• Required work
Working from the entries below, tally each line that holds "derive". Give the tally and nothing else.

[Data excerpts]
+-------+

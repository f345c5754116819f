//! IPv4 subnet and range arithmetic for manual networks.

use std::net::Ipv4Addr;
use std::ops::RangeInclusive;
use std::str::FromStr;

use thiserror::Error;

#[derive(Debug, Error, PartialEq, Eq)]
pub enum NetError {
    #[error("invalid CIDR range: {0}")]
    InvalidCidr(String),
    #[error("invalid IP or IP range: {0}")]
    InvalidRange(String),
}

/// An IPv4 network in CIDR notation.
#[derive(Debug, Clone, Copy, PartialEq, Eq)]
pub struct Ipv4Cidr {
    network: u32,
    prefix: u8,
}

impl Ipv4Cidr {
    pub fn prefix(&self) -> u8 {
        self.prefix
    }

    fn mask(&self) -> u32 {
        if self.prefix == 0 {
            0
        } else {
            u32::MAX << (32 - u32::from(self.prefix))
        }
    }

    pub fn network(&self) -> Ipv4Addr {
        Ipv4Addr::from(self.network)
    }

    pub fn broadcast(&self) -> Ipv4Addr {
        Ipv4Addr::from(self.network | !self.mask())
    }

    pub fn contains(&self, ip: Ipv4Addr) -> bool {
        u32::from(ip) & self.mask() == self.network
    }

    /// Usable host addresses: everything except network and broadcast.
    pub fn hosts(&self) -> RangeInclusive<u32> {
        let broadcast = u32::from(self.broadcast());
        if self.prefix >= 31 {
            self.network..=broadcast
        } else {
            (self.network + 1)..=(broadcast - 1)
        }
    }
}

impl FromStr for Ipv4Cidr {
    type Err = NetError;

    fn from_str(s: &str) -> Result<Self, Self::Err> {
        let invalid = || NetError::InvalidCidr(s.to_string());
        let (addr, prefix) = s.trim().split_once('/').ok_or_else(invalid)?;
        let addr: Ipv4Addr = addr.trim().parse().map_err(|_| invalid())?;
        let prefix: u8 = prefix.trim().parse().map_err(|_| invalid())?;
        if prefix > 32 {
            return Err(invalid());
        }
        let mut cidr = Self { network: 0, prefix };
        cidr.network = u32::from(addr) & cidr.mask();
        Ok(cidr)
    }
}

/// Parse `reserved`/`static` entries (`"10.0.0.5"` or
/// `"10.0.0.5 - 10.0.0.9"`) into inclusive numeric ranges.
pub fn parse_ip_ranges(entries: &[String]) -> Result<Vec<RangeInclusive<u32>>, NetError> {
    entries
        .iter()
        .map(|entry| {
            let invalid = || NetError::InvalidRange(entry.clone());
            let parse = |s: &str| s.trim().parse::<Ipv4Addr>().map(u32::from).map_err(|_| invalid());
            match entry.split_once('-') {
                Some((start, end)) => {
                    let (start, end) = (parse(start)?, parse(end)?);
                    if start > end {
                        return Err(invalid());
                    }
                    Ok(start..=end)
                }
                None => {
                    let ip = parse(entry)?;
                    Ok(ip..=ip)
                }
            }
        })
        .collect()
}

+-------+

• Result
2